Corona-Krise – Wie soll ich mich verhalten?

25.03.2020, 12:19  |  909   |   |   

Das Corona-Virus hat die weltweiten Aktienmärkte in den vergangenen Wochen teilweise stark fallen lassen. Viele Anleger fragen sich jetzt, wie sich verhalten sollen.

Der Blick ins Depot ist für Investoren zurzeit nicht immer leicht. Das Corona-Virus hat nach und nach die Börsenkurse auf der ganzen Welt auf Talfahrt geschickt. In solchen Zeiten ist es daher wichtig, dass Anleger sich daran erinnern, welche Ziele sie zum Start des Vermögensaufbaus festlegt haben und welchen Anlagezeitraum. Der Weg zum langfristigen Vermögensaufbau ist in der Regel mit ein paar Höhen und Tiefen verbunden. Wichtig ist daher, sich zu Beginn die nötige Zeit zu nehmen, seine Ziele richtig zu definieren und die langfristig richtige Anlage auszuwählen. Sind die Ziele richtig definiert, sollten Anleger daran festhalten und nicht bereits bei den ersten Turbulenzen davon abweichen.

Ruhe bewahren und auf Sparziele besinnen

Um erfolgreich zu sparen und ein Vermögen aufzubauen, sollten wir in Jahren denken. Liegt ein Sparziel 30 Jahre entfernt, wie dies beispielsweise bei einem Berufseinsteiger der Fall ist, eröffnet dies einige Möglichkeiten. Je länger das Sparziel entfernt ist, desto eher können wir Aktien in unsere Vermögensplanung einbauen. Ein höherer Aktienanteil wie beispielsweise beim easyfolio 70 führt auf lange Sicht mit hoher Wahrscheinlichkeit zu einer stärkeren Rendite, kann in Krisenmärkten aber zu zeitweisen Rückschlägen führen.

In solchen Situationen lohnt sich ein Blick in die Historie: In den vergangenen Jahrzehnten hat es an den Börsen immer wieder schmerzhafte Krisen gegeben. Doch mit etwas Zeitverzögerung standen die Aktienkurse wieder auf dem Niveau vor der Krise oder höher. Anleger, die in der letzten Finanzkrise 2008 oder in der Dotcom-Krise 2001 die Ruhe bewahrt haben, wurden schon wenige Monate später mit höheren Kursen belohnt. Daher empfehlen wir Ihnen: Bewahren Sie die Ruhe – auch wenn es manchmal schwerfallen mag.

Welche Möglichkeiten gibt es jetzt?

Wenn wir von einem langen Weg zu einem erfolgreichen Depot sprechen, meinen wir damit den kontinuierlichen Vermögensaufbau. Eine Möglichkeit auch in Krisenzeiten ruhig zu schlafen sind Sparpläne. Wer statt auf Einmalanlagen auf Sparpläne setzt, der streut seine Ersparnisse im zeitlichen Verlauf und blendet so extreme Kursbewegungen aus. Der so genannte Mischkurseffekt – auch Cost-Average-Effekt genannt – kommt bei Sparplänen ganz besonders zum Tragen. Anleger, die in Krisenzeiten in Sparpläne investieren, nutzen die Möglichkeiten zu niedrigen Kursen zu investieren und dadurch vergleichsweise viele Anteile zu kaufen.

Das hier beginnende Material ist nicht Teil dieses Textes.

// This Source Code Form is subject to the terms of the Mozilla Public
// License, v. 2.0. If a copy of the MPL was not distributed with this
// file, You can obtain one at https://mozilla.org/MPL/2.0/.

//! Detection on rendered layouts and a full seeded pipeline run

use approx::assert_abs_diff_eq;
use floorgen_layout::{
    apply_approach, Approach, CarveConfig, FloorBounds, Layout, Rect, RoomId, RoomKind,
};
use floorgen_vision::storage::list_images;
use floorgen_vision::{
    detect_living_rooms, is_connected, render_layout, run_pipeline, DetectionConfig,
    PipelineConfig, RenderConfig,
};
use rand::rngs::StdRng;
use rand::SeedableRng;
use tempfile::TempDir;

fn bounds() -> FloorBounds {
    FloorBounds::new(20.0, 20.0).unwrap()
}

fn layout(rooms: &[(&str, Rect)]) -> Layout {
    Layout::from_rooms(rooms.iter().map(|(name, rect)| (RoomId::parse(name), *rect))).unwrap()
}

#[test]
fn test_gap_between_two_rooms_is_one_living_room() {
    let plan = layout(&[
        ("Bedroom_1", Rect::new(0.0, 0.0, 8.0, 20.0)),
        ("Kitchen", Rect::new(12.0, 0.0, 8.0, 20.0)),
    ]);
    let img = render_layout(&plan, bounds(), &RenderConfig::default());

    let centroids = detect_living_rooms(&img, &DetectionConfig::default());

    assert_eq!(centroids.len(), 1);
    assert_abs_diff_eq!(centroids[0].x, 209.5, epsilon = 1.0);
    assert_abs_diff_eq!(centroids[0].y, 209.5, epsilon = 1.0);
}

#[test]
fn test_band_splits_living_space_in_two() {
    let plan = layout(&[
        ("Kitchen", Rect::new(0.0, 0.0, 20.0, 2.0)),
        ("Bedroom_1", Rect::new(0.0, 8.0, 20.0, 4.0)),
        ("Garage", Rect::new(0.0, 18.0, 20.0, 2.0)),
    ]);
    let img = render_layout(&plan, bounds(), &RenderConfig::default());

    let centroids = detect_living_rooms(&img, &DetectionConfig::default());

    assert_eq!(centroids.len(), 2);
    assert!(centroids[0].y < centroids[1].y);
    assert_abs_diff_eq!(centroids[0].y, 109.5, epsilon = 1.0);
    assert_abs_diff_eq!(centroids[1].y, 309.5, epsilon = 1.0);
}

#[test]
fn test_rooms_that_never_fuse_are_disconnected() {
    let plan = layout(&[
        ("Bedroom_1", Rect::new(0.0, 0.0, 5.0, 5.0)),
        ("Kitchen", Rect::new(14.0, 14.0, 5.0, 5.0)),
    ]);
    let config = RenderConfig {
        max_closing_units: 1,
        ..Default::default()
    };
    let img = render_layout(&plan, bounds(), &config);
    assert!(!is_connected(&img, &DetectionConfig::default(), 200.0));

    let fused = render_layout(&plan, bounds(), &RenderConfig::default());
    assert!(is_connected(&fused, &DetectionConfig::default(), 200.0));
}

#[test]
fn test_first_floor_renders_keep_the_boundary() {
    let base = layout(&[
        ("Bedroom_1", Rect::new(0.0, 0.0, 5.0, 5.0)),
        ("Kitchen", Rect::new(15.0, 0.0, 5.0, 5.0)),
        ("Garage", Rect::new(0.0, 15.0, 5.0, 5.0)),
        ("Washroom_1", Rect::new(15.0, 15.0, 5.0, 5.0)),
    ]);
    let mut rng = StdRng::seed_from_u64(11);

    for approach in Approach::ALL {
        let plan =
            apply_approach(&base, bounds(), approach, &CarveConfig { thickness: 1.0 }, &mut rng)
                .unwrap();
        let img = render_layout(&plan, bounds(), &RenderConfig::default());
        assert!(is_connected(&img, &DetectionConfig::default(), 200.0));
        assert_eq!(detect_living_rooms(&img, &DetectionConfig::default()).len(), 1);
    }
}

#[test]
fn test_seeded_pipeline_run() {
    let dir = TempDir::new().unwrap();
    let mut config = PipelineConfig::default().with_work_dir(dir.path());
    config.plan_count = 4;
    config.seed = Some(7);
    let mut rng = StdRng::seed_from_u64(7);

    let report = run_pipeline(&config, &mut rng).unwrap();

    assert_eq!(report.generated.len() + report.failed_plans, 4);
    assert_eq!(
        list_images(&config.output_dir()).unwrap().len(),
        report.generated.len()
    );
    assert_eq!(
        list_images(&config.curated_dir()).unwrap().len(),
        report.curation.selected.len()
    );
    assert_eq!(
        list_images(&config.perfect_dir()).unwrap().len(),
        report.ranking.len()
    );
    assert!(report.ranking.len() <= 3);
    assert!(config.report_path().is_file());

    let first_floor = list_images(&config.first_floor_dir()).unwrap();
    match &report.chosen_plan {
        Some(_) => assert_eq!(first_floor.len(), 3),
        None => assert!(first_floor.is_empty()),
    }
}

#[test]
fn test_pipeline_rerun_replaces_outputs() {
    let dir = TempDir::new().unwrap();
    let mut config = PipelineConfig::default().with_work_dir(dir.path());
    config.plan_count = 3;

    run_pipeline(&config, &mut StdRng::seed_from_u64(1)).unwrap();
    config.plan_count = 2;
    let report = run_pipeline(&config, &mut StdRng::seed_from_u64(2)).unwrap();

    assert_eq!(
        list_images(&config.output_dir()).unwrap().len(),
        report.generated.len()
    );
    assert_eq!(
        list_images(&config.curated_dir()).unwrap().len(),
        report.curation.selected.len()
    );
}
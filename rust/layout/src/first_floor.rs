// This Source Code Form is subject to the terms of the Mozilla Public
// License, v. 2.0. If a copy of the MPL was not distributed with this
// file, You can obtain one at https://mozilla.org/MPL/2.0/.

//! First-floor derivation from a ground-floor layout
//!
//! Three rule sets rewrite a base layout:
//! 1. Storage conversion: Garage -> Storage, one Bedroom -> Study, no balconies.
//! 2. Single balcony: Garage -> Study, one Bedroom gets a balcony.
//! 3. Full balconies: Garage -> Study, every Study and Bedroom gets a balcony.
//!
//! Balconies only appear on rooms touching the outer floor boundary.

use crate::carving::{carve_balcony, CarveConfig};
use crate::error::{LayoutError, Result};
use crate::layout::Layout;
use crate::room::RoomKind;
use crate::types::FloorBounds;
use rand::seq::IndexedRandom;
use rand::Rng;
use serde::{Deserialize, Serialize};
use std::fmt;

/// Rule set used to derive the first floor
#[derive(Debug, Clone, Copy, Serialize, Deserialize, PartialEq, Eq, Hash)]
pub enum Approach {
    StorageConversion,
    SingleBalcony,
    FullBalconies,
}

impl Approach {
    pub const ALL: [Approach; 3] = [
        Approach::StorageConversion,
        Approach::SingleBalcony,
        Approach::FullBalconies,
    ];

    pub fn number(self) -> u8 {
        match self {
            Approach::StorageConversion => 1,
            Approach::SingleBalcony => 2,
            Approach::FullBalconies => 3,
        }
    }

    /// Uniform choice among the three approaches
    pub fn random<R: Rng + ?Sized>(rng: &mut R) -> Self {
        Self::ALL[rng.random_range(0..Self::ALL.len())]
    }
}

impl TryFrom<u8> for Approach {
    type Error = LayoutError;

    fn try_from(value: u8) -> Result<Self> {
        match value {
            1 => Ok(Approach::StorageConversion),
            2 => Ok(Approach::SingleBalcony),
            3 => Ok(Approach::FullBalconies),
            other => Err(LayoutError::InvalidApproach(other)),
        }
    }
}

impl fmt::Display for Approach {
    fn fmt(&self, f: &mut fmt::Formatter<'_>) -> fmt::Result {
        write!(f, "approach {}", self.number())
    }
}

/// Derive a first-floor layout from `base`
///
/// `approach` selects the rule set by number; `None` picks one uniformly at
/// random. Numbers outside 1..=3 are rejected with `InvalidApproach`.
pub fn generate_first_floor<R: Rng + ?Sized>(
    base: &Layout,
    bounds: FloorBounds,
    approach: Option<u8>,
    config: &CarveConfig,
    rng: &mut R,
) -> Result<Layout> {
    let approach = match approach {
        Some(number) => Approach::try_from(number)?,
        None => Approach::random(rng),
    };
    apply_approach(base, bounds, approach, config, rng)
}

/// Apply one specific approach to `base`, returning a new layout
pub fn apply_approach<R: Rng + ?Sized>(
    base: &Layout,
    bounds: FloorBounds,
    approach: Approach,
    config: &CarveConfig,
    rng: &mut R,
) -> Result<Layout> {
    config.validate()?;

    let mut plan = base.clone();
    match approach {
        Approach::StorageConversion => {
            rename_all(&mut plan, &RoomKind::Garage, RoomKind::Storage)?;

            let bedrooms = plan.ids_of_kind(&RoomKind::Bedroom);
            if let Some(chosen) = bedrooms.choose(rng) {
                let study = plan.rename(chosen, RoomKind::Study)?;
                tracing::debug!(from = %chosen, to = %study, "Converted bedroom to study");
            }
        }
        Approach::SingleBalcony => {
            rename_all(&mut plan, &RoomKind::Garage, RoomKind::Study)?;

            let bedrooms = plan.ids_of_kind(&RoomKind::Bedroom);
            if let Some(chosen) = bedrooms.choose(rng) {
                carve_balcony(&mut plan, chosen, bounds, config, rng)?;
            }
        }
        Approach::FullBalconies => {
            rename_all(&mut plan, &RoomKind::Garage, RoomKind::Study)?;

            let candidates: Vec<_> = plan
                .ids()
                .filter(|id| id.is(&RoomKind::Study) || id.is(&RoomKind::Bedroom))
                .cloned()
                .collect();
            for room in &candidates {
                carve_balcony(&mut plan, room, bounds, config, rng)?;
            }
        }
    }

    tracing::info!(
        approach = approach.number(),
        rooms = plan.len(),
        balconies = plan.count_kind(&RoomKind::Balcony),
        "Derived first-floor layout"
    );
    Ok(plan)
}

fn rename_all(plan: &mut Layout, from: &RoomKind, to: RoomKind) -> Result<()> {
    for id in plan.ids_of_kind(from) {
        plan.rename(&id, to.clone())?;
    }
    Ok(())
}

#[cfg(test)]
mod tests {
    use super::*;

    #[test]
    fn test_approach_numbers_roundtrip() {
        for approach in Approach::ALL {
            assert_eq!(Approach::try_from(approach.number()).unwrap(), approach);
        }
    }

    #[test]
    fn test_out_of_range_approach() {
        assert_eq!(Approach::try_from(0), Err(LayoutError::InvalidApproach(0)));
        assert_eq!(Approach::try_from(4), Err(LayoutError::InvalidApproach(4)));
    }
}
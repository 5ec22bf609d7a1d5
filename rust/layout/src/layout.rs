// This Source Code Form is subject to the terms of the Mozilla Public
// License, v. 2.0. If a copy of the MPL was not distributed with this
// file, You can obtain one at https://mozilla.org/MPL/2.0/.

//! Ordered room layout with unique identifiers

use crate::error::{LayoutError, Result};
use crate::room::{RoomId, RoomKind};
use crate::types::Rect;
use rustc_hash::FxHashMap;

/// Ordered mapping from room identifier to rectangle
///
/// Insertion order is preserved; renames keep a room's position and new rooms
/// are appended. Derivations clone the base, so a base layout handed out by
/// reference is never modified.
#[derive(Debug, Clone, Default)]
pub struct Layout {
    rooms: Vec<(RoomId, Rect)>,
    index: FxHashMap<RoomId, usize>,
}

impl Layout {
    pub fn new() -> Self {
        Self::default()
    }

    /// Build a layout from `(id, rect)` pairs, rejecting duplicate ids
    pub fn from_rooms<I>(rooms: I) -> Result<Self>
    where
        I: IntoIterator<Item = (RoomId, Rect)>,
    {
        let mut layout = Self::new();
        for (id, rect) in rooms {
            layout.try_insert(id, rect)?;
        }
        Ok(layout)
    }

    pub fn len(&self) -> usize {
        self.rooms.len()
    }

    pub fn is_empty(&self) -> bool {
        self.rooms.is_empty()
    }

    pub fn get(&self, id: &RoomId) -> Option<&Rect> {
        self.index.get(id).map(|&i| &self.rooms[i].1)
    }

    pub fn contains(&self, id: &RoomId) -> bool {
        self.index.contains_key(id)
    }

    pub fn iter(&self) -> impl Iterator<Item = (&RoomId, &Rect)> {
        self.rooms.iter().map(|(id, rect)| (id, rect))
    }

    pub fn ids(&self) -> impl Iterator<Item = &RoomId> {
        self.rooms.iter().map(|(id, _)| id)
    }

    /// Identifiers of every room of the given kind, in layout order
    pub fn ids_of_kind(&self, kind: &RoomKind) -> Vec<RoomId> {
        self.ids().filter(|id| id.is(kind)).cloned().collect()
    }

    pub fn count_kind(&self, kind: &RoomKind) -> usize {
        self.ids().filter(|id| id.is(kind)).count()
    }

    /// Insert a new room, failing with `NameCollision` if the id is taken
    /// or `InvalidRect` for a degenerate rectangle
    pub fn try_insert(&mut self, id: RoomId, rect: Rect) -> Result<()> {
        check_rect(&id, &rect)?;
        if self.index.contains_key(&id) {
            return Err(LayoutError::NameCollision(id));
        }
        self.push(id, rect);
        Ok(())
    }

    /// Insert a new room, resolving a name collision instead of failing
    ///
    /// `origin` is the room the new one was derived from; a colliding
    /// `Balcony_1` derived from `Study_1` becomes `Balcony_Study_1`.
    /// Returns the id actually used. Degenerate rectangles are rejected.
    pub fn insert_unique(&mut self, id: RoomId, rect: Rect, origin: &RoomId) -> Result<RoomId> {
        match self.try_insert(id.clone(), rect) {
            Ok(()) => Ok(id),
            Err(err @ LayoutError::NameCollision(_)) => {
                let resolved = self.resolve_collision(&id, origin);
                tracing::debug!(%err, room = %resolved, "Resolved room name collision");
                self.push(resolved.clone(), rect);
                Ok(resolved)
            }
            Err(err) => Err(err),
        }
    }

    /// Replace the rectangle of an existing room in place
    pub fn set_rect(&mut self, id: &RoomId, rect: Rect) -> Result<()> {
        check_rect(id, &rect)?;
        let i = *self
            .index
            .get(id)
            .ok_or_else(|| LayoutError::UnknownRoom(id.clone()))?;
        self.rooms[i].1 = rect;
        Ok(())
    }

    /// Change the base kind of a room, keeping its index and position
    ///
    /// Returns the new id; collisions resolve the same way as `insert_unique`.
    pub fn rename(&mut self, id: &RoomId, kind: RoomKind) -> Result<RoomId> {
        let i = self
            .index
            .remove(id)
            .ok_or_else(|| LayoutError::UnknownRoom(id.clone()))?;

        let mut new_id = id.with_kind(kind);
        if self.index.contains_key(&new_id) {
            new_id = self.resolve_collision(&new_id, id);
            tracing::debug!(from = %id, to = %new_id, "Resolved rename collision");
        }

        self.index.insert(new_id.clone(), i);
        self.rooms[i].0 = new_id.clone();
        Ok(new_id)
    }

    fn push(&mut self, id: RoomId, rect: Rect) {
        self.index.insert(id.clone(), self.rooms.len());
        self.rooms.push((id, rect));
    }

    /// First free id of the form `Kind_<origin>`, then `Kind_<origin>_<n>`
    fn resolve_collision(&self, taken: &RoomId, origin: &RoomId) -> RoomId {
        let stem = origin.to_string();
        let candidate = RoomId::indexed(taken.kind.clone(), stem.clone());
        if !self.index.contains_key(&candidate) {
            return candidate;
        }

        (2usize..)
            .map(|n| RoomId::indexed(taken.kind.clone(), format!("{}_{}", stem, n)))
            .find(|id| !self.index.contains_key(id))
            .unwrap_or(candidate)
    }
}

fn check_rect(id: &RoomId, rect: &Rect) -> Result<()> {
    if rect.is_valid() {
        Ok(())
    } else {
        Err(LayoutError::InvalidRect {
            room: id.clone(),
            width: rect.width,
            height: rect.height,
        })
    }
}

impl PartialEq for Layout {
    fn eq(&self, other: &Self) -> bool {
        self.rooms == other.rooms
    }
}

#[cfg(test)]
mod tests {
    use super::*;

    fn rect() -> Rect {
        Rect::new(0.0, 0.0, 4.0, 4.0)
    }

    #[test]
    fn test_try_insert_rejects_duplicates() {
        let mut layout = Layout::new();
        layout.try_insert(RoomId::parse("Kitchen"), rect()).unwrap();

        let err = layout.try_insert(RoomId::parse("Kitchen"), rect()).unwrap_err();
        assert_eq!(err, LayoutError::NameCollision(RoomId::parse("Kitchen")));
        assert_eq!(layout.len(), 1);
    }

    #[test]
    fn test_insert_unique_resolves_collision() {
        let mut layout = Layout::new();
        layout.try_insert(RoomId::parse("Balcony"), rect()).unwrap();

        let origin = RoomId::parse("Study");
        let id = layout
            .insert_unique(RoomId::parse("Balcony"), rect(), &origin)
            .unwrap();
        assert_eq!(id.to_string(), "Balcony_Study");

        let again = layout
            .insert_unique(RoomId::parse("Balcony"), rect(), &origin)
            .unwrap();
        assert_eq!(again.to_string(), "Balcony_Study_2");
        assert_eq!(layout.len(), 3);
    }

    #[test]
    fn test_rename_keeps_position() {
        let layout = Layout::from_rooms([
            (RoomId::parse("Bedroom_1"), rect()),
            (RoomId::parse("Garage"), rect()),
            (RoomId::parse("Kitchen"), rect()),
        ])
        .unwrap();

        let mut derived = layout.clone();
        let new_id = derived.rename(&RoomId::parse("Garage"), RoomKind::Storage).unwrap();

        assert_eq!(new_id.to_string(), "Storage");
        let names: Vec<String> = derived.ids().map(|id| id.to_string()).collect();
        assert_eq!(names, vec!["Bedroom_1", "Storage", "Kitchen"]);

        // The original is untouched
        assert!(layout.contains(&RoomId::parse("Garage")));
    }

    #[test]
    fn test_degenerate_rects_are_rejected() {
        let kitchen = RoomId::parse("Kitchen");
        for bad in [
            Rect::new(0.0, 0.0, 0.0, 4.0),
            Rect::new(0.0, 0.0, 4.0, -1.0),
            Rect::new(f64::NAN, 0.0, 4.0, 4.0),
        ] {
            assert!(matches!(
                Layout::from_rooms([(kitchen.clone(), bad)]),
                Err(LayoutError::InvalidRect { .. })
            ));
        }

        let mut layout = Layout::from_rooms([(kitchen.clone(), rect())]).unwrap();
        let err = layout
            .insert_unique(kitchen.clone(), Rect::new(0.0, 0.0, 0.0, 0.0), &kitchen)
            .unwrap_err();
        assert!(matches!(err, LayoutError::InvalidRect { .. }));
        assert_eq!(layout.len(), 1);

        let err = layout
            .set_rect(&kitchen, Rect::new(0.0, 0.0, 4.0, 0.0))
            .unwrap_err();
        assert!(matches!(err, LayoutError::InvalidRect { .. }));
        assert_eq!(layout.get(&kitchen), Some(&rect()));
    }

    #[test]
    fn test_rename_unknown_room() {
        let mut layout = Layout::new();
        assert!(matches!(
            layout.rename(&RoomId::parse("Garage"), RoomKind::Study),
            Err(LayoutError::UnknownRoom(_))
        ));
    }

    #[test]
    fn test_set_rect() {
        let mut layout = Layout::from_rooms([(RoomId::parse("Study_1"), rect())]).unwrap();
        let shrunk = Rect::new(1.0, 0.0, 3.0, 4.0);
        layout.set_rect(&RoomId::parse("Study_1"), shrunk).unwrap();
        assert_eq!(layout.get(&RoomId::parse("Study_1")), Some(&shrunk));
    }
}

Zu spät ist es für die Einrichtung von Sparplänen nie. Und ganz nebenbei helfen uns Sparpläne auch dabei, am Ball zu bleiben und das Sparziel nicht aus den Augen zu verlieren.

Fazit

Ruhig bleiben hat sich in den vergangenen Krisen in der Regel als das richtige Mittel erwiesen. Das beherzte Einschreiten der Politik und der Notenbanken weltweit spricht dafür, dass es auch in der Corona-Krise lohnt, die Turbulenzen stoisch auszusitzen. Gerade bei Geldanlagen sollten Anleger langfristig denken und nicht in wenigen Wochen oder Monaten. Einige Investoren sehen die niedrigen Kurse bereits als Chance nachzukaufen. Ein Sparplan stellt dabei eine gute Möglichkeit dar, von den fallenden Kursen zu profitieren und in regelmäßigen Abständen zu investieren. Den richtigen Einstiegszeitpunkt abzupassen, funktioniert in den meisten Fällen sowieso nicht. Auch deshalb lohnt es sich von Zeit zu Zeit weitere Positionen aufzubauen. Denn wie lange genau die Corona-Krise die Börsen im Bann halten wird, kann man erst im Nachhinein sagen.